[How to complete this task]
Begin with the line that holds "cookies carry over.". Output it and all remaining lines of the material, verbatim, ending with the last.

[Start of section]

use std::time::Duration;

use crate::error::ScrapeError;

const USER_AGENT: &str = "handa-archiver/0.1";

/// Status code and body of a fetched page.
#[derive(Debug, Clone)]
pub struct FetchResponse {
    pub status: u16,
    pub body: String,
}

impl FetchResponse {
    pub fn is_success(&self) -> bool {
        (200..300).contains(&self.status)
    }
}

/// Raw page fetch. The scraper only ever awaits one call at a time.
#[allow(async_fn_in_trait)]
pub trait Fetch {
    async fn get(&self, url: &str) -> Result<FetchResponse, ScrapeError>;
}

/// Fetches pages over HTTP with a shared cookie-aware client.
#[derive(Clone)]
pub struct HttpFetcher {
    client: reqwest::Client,
}

impl HttpFetcher {
    pub fn new() -> Result<Self, ScrapeError> {
        let insecure = std::env::var("HANDA_INSECURE_SSL").as_deref() == Ok("1");

        let mut headers = reqwest::header::HeaderMap::new();
        headers.insert(
            reqwest::header::ACCEPT,
            reqwest::header::HeaderValue::from_static(
                "text/html,application/xhtml+xml,application/xml;q=0.9,*/*;q=0.8",
            ),
        );
        headers.insert(
            reqwest::header::ACCEPT_LANGUAGE,
            reqwest::header::HeaderValue::from_static("en-US,en;q=0.9"),
        );

        let mut builder = reqwest::ClientBuilder::new()
            .connect_timeout(Duration::from_secs(10))
            .redirect(reqwest::redirect::Policy::limited(10))
            .cookie_store(true)
            .user_agent(USER_AGENT)
            .default_headers(headers);

        if insecure {
            tracing::warn!("TLS certificate validation disabled");
            builder = builder.danger_accept_invalid_certs(true);
        }

        let client = builder.build()?;
        Ok(Self { client })
    }

    /// The underlying client, shared with the login and download stage so
    /// session cookies carry over.
    pub fn client(&self) -> &reqwest::Client {
        &self.client
    }
}

impl Fetch for HttpFetcher {
    async fn get(&self, url: &str) -> Result<FetchResponse, ScrapeError> {
        tracing::debug!("GET {}", url);
        let response = self
            .client
            .get(url)
            .timeout(Duration::from_secs(30))
            .send()
            .await?;
        let status = response.status().as_u16();
        let body = response.text().await?;
        Ok(FetchResponse { status, body })
    }
}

[End of section]

[Task solution]
    /// session cookies carry over.
    pub fn client(&self) -> &reqwest::Client {
        &self.client
    }
}

impl Fetch for HttpFetcher {
    async fn get(&self, url: &str) -> Result<FetchResponse, ScrapeError> {
        tracing::debug!("GET {}", url);
        let response = self
            .client
            .get(url)
            .timeout(Duration::from_secs(30))
            .send()
            .await?;
        let status = response.status().as_u16();
        let body = response.text().await?;
        Ok(FetchResponse { status, body })
    }
}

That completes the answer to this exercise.